If you have a young child, you know how difficult a trip to the pediatrician can be.
Call the doctor’s office to set up an appointment. Please listen closely as our menu options have changed. Press 2. Oops. Call back and press 3. Sorry, we don’t have any appointments for six weeks. Ask your boss for the morning off. Pack the baby bag with an extra outfit just in case. Diaper change. Long car ride as you play that one song over and over. Look for parking. Diaper change, again. Good thing you packed the extra clothes. Show your insurance card. Last time the copay was only $10. What do you mean it’s changed? Wait in a room full of crying babies and a toddler who keeps sneezing without covering his mouth. Pepper the doctor with a dozen questions. Is she sleeping enough? Is she sleeping too much? What’s this weird rash on her leg? Time for a shot. Slather your hands with sanitizer. Head home.
In the first year alone, you can have as many as seven appointments with a pediatrician so that they can monitor your child’s growth, check on their developmental milestones and give them the appropriate vaccinations. It’s exhausting, but it’s worth it to ensure you catch any problems early — and also for the reassurance you get as a parent if the doctor doesn’t find any. And while those vaccine shots aren’t pleasant, you feel a weight off your shoulders after your kids get another one, knowing you’re doing your best to protect against any number of harmful diseases and conditions.
But it now appears that President Donald Trump thinks you should schedule a few more of these sometimes harrowing appointments — because, why not?
In an all-caps post on his Truth Social account, Trump advised “Pregnant Women” to break up their child’s MMR shot (for measles, mumps and rubella) into “three totally separate shots (not mixed!),” get the chickenpox shot separately, delay taking the hepatitis B vaccine for several years and “take vaccine in 5 separate medical visits” (I’m not even sure what this means) along with some more of his weird rantings about Tylenol.
I’ll leave it to the public health professionals to explain why there’s no evidence for any of his bizarre assertions, the fact-checkers to demolish his evidence-free claims about vaccines and Tylenol and the current-and-former “Pregnant Women” to explain why he should take a hike when he tells them to go without the safest and most-recommended over-the-counter pain reliever for them and instead “tough it out.”
I’m just a dad with four kids who has seen my share of pediatrician appointments. And I’m going to venture a wild guess that Trump hasn’t spent much time in the pediatrician’s office with his kids, even though he has one more kid than me. (As he told Howard Stern in 2005 about having more kids with Melania: “I mean, I won’t do anything to take care of them. I’ll supply funds and she’ll take care of the kids. It’s not like I’m gonna be walking the kids down Central Park.”)

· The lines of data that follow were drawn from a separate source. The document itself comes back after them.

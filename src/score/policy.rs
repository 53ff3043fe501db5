/// Whether an operation is replayed on raw companions, and whether a
/// companion failure aborts it.
#[derive(Debug, Clone, Copy, PartialEq, Eq)]
pub struct RawPolicy {
    pub apply_raw: bool,
    pub strict: bool,
}

impl RawPolicy {
    /// Default for selections, squeeze and expand_dims.
    pub fn applying() -> Self {
        Self {
            apply_raw: true,
            strict: false,
        }
    }

    /// Default for mean, sum, std, min and generic reductions.
    pub fn skipping() -> Self {
        Self {
            apply_raw: false,
            strict: false,
        }
    }

    pub fn strict(mut self) -> Self {
        self.strict = true;
        self
    }
}

#[derive(Debug, Clone, Copy, PartialEq, Eq, Default)]
pub struct MergeOptions {
    /// Propagate a failed companion merge instead of omitting the companion.
    pub strict: bool,
}

impl MergeOptions {
    pub fn tolerant() -> Self {
        Self { strict: false }
    }

    pub fn strict() -> Self {
        Self { strict: true }
    }
}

So I don’t take kindly to Trump’s apparent suggestion that you schedule what this social media post appears to suggest is a total of nine separate vaccinations with your pediatrician, on top of all the other appointments you’re already making — especially when there’s no valid medical reason for it. If you follow Trump’s logic, you’d need separate appointments for shots for rotavirus, diphtheria, polio and flu, too. The diphtheria shot is usually “mixed” with tetanus and acellular pertussis, so he might want you to break those up too. And some of these require multiple doses, which he presumably thinks should all be separate too.
It’s not just the inconvenience. If you are lower-income, more mornings off work, more potential parking fees and more copays can be a real hardship. The last of those is especially rich as an unnamed presidential advisers just claimed in a particularly atrocious Politico article that the real reason pediatricians want to vaccinate your children is that they are taking payola from the pharmaceutical companies. So, Trump is taking them on by — making me see them more? Breaking up the MMR vaccine alone would triple their revenue from copays!
Trump’s blasé attitude toward adding to your already stressful pediatric schedule reminded me of Google co-founder Sergey Brin, who wrote in a memo viewed by The New York Times that the company’s employees should be in the office more, claiming that “60 hours a week is the sweet spot of productivity.” That may be true for Brin, but he can only work those kinds of hours because he is surrounded by assistants — the chauffeurs, nannies and personal chefs who help keep his life on track.
The rest of us nonbillionaires have no such luck. In Trump’s case, he probably thinks we should just leave that all to women. He addressed his advice to “Pregnant Women” after all.
This is one dad who’s here to say, no thanks. I’m going to keep taking my kids to the pediatrician on my schedule. We’re going to get the shots she thinks are necessary, when she recommends them. And we’ll take Tylenol according to the standard recommendations. I’ll keep taking my medical advice from the professionals, not an unhinged, all-caps social media post from an out-of-touch billionaire.